_Records from a data source_:
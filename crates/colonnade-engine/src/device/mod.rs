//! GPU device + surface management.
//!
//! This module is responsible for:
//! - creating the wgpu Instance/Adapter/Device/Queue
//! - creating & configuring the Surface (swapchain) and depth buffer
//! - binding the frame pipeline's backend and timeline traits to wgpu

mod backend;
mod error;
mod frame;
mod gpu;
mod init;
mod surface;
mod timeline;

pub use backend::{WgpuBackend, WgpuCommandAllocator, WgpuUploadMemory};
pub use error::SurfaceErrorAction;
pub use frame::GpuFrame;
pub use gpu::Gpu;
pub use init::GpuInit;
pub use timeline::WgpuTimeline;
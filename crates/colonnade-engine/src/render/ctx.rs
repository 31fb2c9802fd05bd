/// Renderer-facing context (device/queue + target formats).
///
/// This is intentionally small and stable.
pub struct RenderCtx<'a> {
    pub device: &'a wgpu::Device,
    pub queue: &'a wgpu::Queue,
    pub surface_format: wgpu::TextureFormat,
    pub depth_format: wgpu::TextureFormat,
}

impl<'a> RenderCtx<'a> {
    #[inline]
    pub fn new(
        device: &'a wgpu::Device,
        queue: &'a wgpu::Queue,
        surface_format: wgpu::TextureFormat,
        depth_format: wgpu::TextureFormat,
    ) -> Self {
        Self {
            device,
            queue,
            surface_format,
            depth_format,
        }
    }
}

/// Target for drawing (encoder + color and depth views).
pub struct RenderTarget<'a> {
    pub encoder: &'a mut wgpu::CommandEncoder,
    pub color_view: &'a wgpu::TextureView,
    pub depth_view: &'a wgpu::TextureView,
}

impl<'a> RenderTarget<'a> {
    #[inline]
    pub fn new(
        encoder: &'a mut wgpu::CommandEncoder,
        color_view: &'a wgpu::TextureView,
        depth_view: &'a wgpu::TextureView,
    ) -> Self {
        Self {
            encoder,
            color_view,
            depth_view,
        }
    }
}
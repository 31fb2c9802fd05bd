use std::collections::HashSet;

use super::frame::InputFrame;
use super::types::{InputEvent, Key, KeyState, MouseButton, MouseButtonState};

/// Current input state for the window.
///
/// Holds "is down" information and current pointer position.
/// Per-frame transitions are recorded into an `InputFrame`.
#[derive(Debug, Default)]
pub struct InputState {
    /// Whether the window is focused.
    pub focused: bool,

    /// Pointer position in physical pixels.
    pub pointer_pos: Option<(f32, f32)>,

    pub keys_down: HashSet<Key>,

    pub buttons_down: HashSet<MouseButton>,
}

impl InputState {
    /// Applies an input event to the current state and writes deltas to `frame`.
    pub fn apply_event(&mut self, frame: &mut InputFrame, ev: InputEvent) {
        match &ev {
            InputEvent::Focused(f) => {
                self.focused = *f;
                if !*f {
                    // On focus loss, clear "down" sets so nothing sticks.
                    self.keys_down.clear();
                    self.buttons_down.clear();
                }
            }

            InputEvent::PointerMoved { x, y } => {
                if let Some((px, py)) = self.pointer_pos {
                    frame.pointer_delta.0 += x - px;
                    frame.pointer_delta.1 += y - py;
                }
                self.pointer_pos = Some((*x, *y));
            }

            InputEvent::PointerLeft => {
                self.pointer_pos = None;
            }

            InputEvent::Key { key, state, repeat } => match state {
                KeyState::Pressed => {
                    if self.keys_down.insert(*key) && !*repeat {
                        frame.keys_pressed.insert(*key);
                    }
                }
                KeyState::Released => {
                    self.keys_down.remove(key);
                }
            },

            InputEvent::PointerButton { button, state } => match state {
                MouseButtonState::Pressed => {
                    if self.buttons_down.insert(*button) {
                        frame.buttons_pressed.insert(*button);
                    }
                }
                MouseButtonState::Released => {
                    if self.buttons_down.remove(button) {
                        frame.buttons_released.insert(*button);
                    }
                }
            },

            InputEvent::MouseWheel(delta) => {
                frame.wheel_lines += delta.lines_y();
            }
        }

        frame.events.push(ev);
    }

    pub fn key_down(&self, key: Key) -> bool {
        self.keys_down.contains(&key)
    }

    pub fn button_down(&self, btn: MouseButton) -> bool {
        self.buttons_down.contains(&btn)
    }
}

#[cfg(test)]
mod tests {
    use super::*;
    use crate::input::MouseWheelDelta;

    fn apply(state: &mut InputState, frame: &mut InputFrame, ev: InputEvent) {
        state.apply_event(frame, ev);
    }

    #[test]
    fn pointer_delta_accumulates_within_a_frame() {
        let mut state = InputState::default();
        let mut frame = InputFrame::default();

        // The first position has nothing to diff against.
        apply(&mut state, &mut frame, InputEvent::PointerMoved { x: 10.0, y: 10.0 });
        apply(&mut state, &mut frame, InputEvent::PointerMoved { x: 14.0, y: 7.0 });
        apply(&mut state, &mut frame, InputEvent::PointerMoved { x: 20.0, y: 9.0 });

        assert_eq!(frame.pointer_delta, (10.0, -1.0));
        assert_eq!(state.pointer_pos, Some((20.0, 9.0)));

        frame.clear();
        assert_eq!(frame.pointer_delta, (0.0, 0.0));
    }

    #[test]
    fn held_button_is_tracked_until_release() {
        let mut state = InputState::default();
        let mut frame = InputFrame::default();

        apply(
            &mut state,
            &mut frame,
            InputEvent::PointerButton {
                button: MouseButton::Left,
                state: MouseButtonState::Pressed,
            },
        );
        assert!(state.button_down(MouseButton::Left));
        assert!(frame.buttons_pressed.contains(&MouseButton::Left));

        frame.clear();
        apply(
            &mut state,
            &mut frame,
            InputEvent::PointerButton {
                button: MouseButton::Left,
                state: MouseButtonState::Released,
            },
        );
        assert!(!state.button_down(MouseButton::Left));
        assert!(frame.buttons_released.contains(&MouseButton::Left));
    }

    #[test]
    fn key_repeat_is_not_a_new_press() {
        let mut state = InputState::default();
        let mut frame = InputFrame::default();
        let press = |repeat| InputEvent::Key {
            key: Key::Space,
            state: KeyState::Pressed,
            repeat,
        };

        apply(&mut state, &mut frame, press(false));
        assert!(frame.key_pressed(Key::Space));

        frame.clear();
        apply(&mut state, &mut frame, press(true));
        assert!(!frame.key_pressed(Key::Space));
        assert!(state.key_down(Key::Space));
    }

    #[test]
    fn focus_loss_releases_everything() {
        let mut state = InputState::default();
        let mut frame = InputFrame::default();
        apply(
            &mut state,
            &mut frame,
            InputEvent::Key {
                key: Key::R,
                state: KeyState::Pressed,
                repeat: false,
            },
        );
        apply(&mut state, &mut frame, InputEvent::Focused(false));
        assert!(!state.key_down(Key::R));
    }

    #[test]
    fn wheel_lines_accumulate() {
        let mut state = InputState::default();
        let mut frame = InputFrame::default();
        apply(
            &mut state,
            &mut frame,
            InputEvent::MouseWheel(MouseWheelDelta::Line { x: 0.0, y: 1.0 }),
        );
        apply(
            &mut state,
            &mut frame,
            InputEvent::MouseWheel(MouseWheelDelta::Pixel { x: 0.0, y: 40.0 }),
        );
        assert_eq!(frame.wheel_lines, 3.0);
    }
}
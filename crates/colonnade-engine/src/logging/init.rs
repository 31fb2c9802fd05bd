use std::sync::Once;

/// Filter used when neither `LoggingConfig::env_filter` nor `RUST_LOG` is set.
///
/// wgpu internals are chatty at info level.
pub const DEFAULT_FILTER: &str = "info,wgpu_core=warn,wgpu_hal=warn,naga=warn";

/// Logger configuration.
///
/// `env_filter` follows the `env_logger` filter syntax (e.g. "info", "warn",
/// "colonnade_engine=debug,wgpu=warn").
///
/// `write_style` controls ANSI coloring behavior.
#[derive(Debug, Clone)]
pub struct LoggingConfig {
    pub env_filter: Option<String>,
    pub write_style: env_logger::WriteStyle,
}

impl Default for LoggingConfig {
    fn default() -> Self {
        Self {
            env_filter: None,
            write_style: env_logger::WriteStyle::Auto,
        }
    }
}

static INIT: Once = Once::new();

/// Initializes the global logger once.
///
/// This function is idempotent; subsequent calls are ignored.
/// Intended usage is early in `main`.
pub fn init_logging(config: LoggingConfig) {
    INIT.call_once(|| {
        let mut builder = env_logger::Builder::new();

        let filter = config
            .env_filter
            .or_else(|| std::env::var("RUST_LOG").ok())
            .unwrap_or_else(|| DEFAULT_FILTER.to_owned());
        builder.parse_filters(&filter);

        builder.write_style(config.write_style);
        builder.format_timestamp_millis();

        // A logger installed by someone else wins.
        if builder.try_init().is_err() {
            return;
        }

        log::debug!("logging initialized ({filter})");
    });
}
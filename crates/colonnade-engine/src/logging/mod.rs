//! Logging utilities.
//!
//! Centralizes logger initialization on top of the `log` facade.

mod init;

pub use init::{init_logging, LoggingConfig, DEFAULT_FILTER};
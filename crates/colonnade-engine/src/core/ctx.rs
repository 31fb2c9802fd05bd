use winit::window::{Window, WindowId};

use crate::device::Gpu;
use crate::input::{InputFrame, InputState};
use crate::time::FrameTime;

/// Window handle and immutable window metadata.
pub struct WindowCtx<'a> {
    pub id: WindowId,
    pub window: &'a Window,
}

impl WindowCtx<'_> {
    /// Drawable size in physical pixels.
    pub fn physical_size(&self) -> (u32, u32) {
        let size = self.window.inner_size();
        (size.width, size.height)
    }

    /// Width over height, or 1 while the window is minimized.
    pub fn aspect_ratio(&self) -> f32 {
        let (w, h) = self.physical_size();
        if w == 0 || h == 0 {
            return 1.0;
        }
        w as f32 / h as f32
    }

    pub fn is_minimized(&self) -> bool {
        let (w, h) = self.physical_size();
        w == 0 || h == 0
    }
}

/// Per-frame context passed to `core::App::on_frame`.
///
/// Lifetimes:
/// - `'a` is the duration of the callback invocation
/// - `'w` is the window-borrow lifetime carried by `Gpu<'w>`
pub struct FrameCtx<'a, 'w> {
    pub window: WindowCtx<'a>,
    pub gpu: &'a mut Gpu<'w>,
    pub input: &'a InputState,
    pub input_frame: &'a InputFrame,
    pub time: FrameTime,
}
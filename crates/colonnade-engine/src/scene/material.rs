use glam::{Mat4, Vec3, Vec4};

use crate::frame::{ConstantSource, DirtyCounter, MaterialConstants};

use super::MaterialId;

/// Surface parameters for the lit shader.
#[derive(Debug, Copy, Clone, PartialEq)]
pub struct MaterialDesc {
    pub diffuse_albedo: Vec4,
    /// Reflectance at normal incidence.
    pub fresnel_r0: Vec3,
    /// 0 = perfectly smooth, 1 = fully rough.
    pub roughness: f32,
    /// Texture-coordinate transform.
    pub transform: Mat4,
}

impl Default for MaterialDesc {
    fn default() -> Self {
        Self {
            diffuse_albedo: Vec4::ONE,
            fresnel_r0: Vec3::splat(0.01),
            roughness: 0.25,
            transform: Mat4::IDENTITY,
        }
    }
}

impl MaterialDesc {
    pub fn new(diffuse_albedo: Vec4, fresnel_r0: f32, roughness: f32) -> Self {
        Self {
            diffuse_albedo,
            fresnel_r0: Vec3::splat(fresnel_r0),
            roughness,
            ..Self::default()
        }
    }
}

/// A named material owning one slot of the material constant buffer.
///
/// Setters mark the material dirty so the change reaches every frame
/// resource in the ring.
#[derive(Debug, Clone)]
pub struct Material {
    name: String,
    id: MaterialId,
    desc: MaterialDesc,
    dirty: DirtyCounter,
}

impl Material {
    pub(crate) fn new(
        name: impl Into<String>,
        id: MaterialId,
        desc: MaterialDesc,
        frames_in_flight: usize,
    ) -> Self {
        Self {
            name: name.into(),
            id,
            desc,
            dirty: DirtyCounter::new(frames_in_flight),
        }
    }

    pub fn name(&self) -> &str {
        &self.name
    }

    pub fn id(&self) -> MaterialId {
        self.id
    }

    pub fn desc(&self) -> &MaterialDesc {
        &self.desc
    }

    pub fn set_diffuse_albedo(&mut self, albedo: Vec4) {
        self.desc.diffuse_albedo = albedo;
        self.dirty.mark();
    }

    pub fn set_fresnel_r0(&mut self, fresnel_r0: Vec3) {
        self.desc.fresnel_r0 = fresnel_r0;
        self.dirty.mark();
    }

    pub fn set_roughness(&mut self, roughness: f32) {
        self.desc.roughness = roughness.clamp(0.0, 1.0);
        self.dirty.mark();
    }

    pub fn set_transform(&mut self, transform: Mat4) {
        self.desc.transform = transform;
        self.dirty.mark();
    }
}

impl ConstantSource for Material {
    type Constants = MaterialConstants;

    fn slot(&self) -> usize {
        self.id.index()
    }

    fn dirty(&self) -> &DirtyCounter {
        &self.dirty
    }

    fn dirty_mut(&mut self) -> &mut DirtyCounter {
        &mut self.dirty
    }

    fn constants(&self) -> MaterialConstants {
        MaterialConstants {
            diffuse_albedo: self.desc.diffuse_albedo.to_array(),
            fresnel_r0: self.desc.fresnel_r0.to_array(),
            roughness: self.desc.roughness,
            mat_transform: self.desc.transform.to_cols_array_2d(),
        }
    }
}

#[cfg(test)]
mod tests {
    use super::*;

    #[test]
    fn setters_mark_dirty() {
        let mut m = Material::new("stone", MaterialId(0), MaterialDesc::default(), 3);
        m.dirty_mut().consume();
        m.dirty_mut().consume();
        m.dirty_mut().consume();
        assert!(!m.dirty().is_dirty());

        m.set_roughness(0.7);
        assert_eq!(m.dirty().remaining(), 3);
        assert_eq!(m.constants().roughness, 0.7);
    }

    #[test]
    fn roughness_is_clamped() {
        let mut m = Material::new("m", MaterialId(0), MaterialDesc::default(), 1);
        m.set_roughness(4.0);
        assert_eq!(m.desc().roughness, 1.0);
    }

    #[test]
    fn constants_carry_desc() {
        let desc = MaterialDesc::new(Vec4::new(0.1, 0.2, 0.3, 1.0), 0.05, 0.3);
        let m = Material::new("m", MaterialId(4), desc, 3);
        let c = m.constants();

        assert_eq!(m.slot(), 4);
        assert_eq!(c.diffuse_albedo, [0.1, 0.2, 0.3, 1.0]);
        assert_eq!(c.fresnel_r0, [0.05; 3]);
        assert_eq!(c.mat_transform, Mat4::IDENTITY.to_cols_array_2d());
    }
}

_ASSIGNMENT_: Going through the records above line by line, count those that hold the word "RenderCtx", and answer with the number only.

_RESULT OF THIS EXERCISE_: 2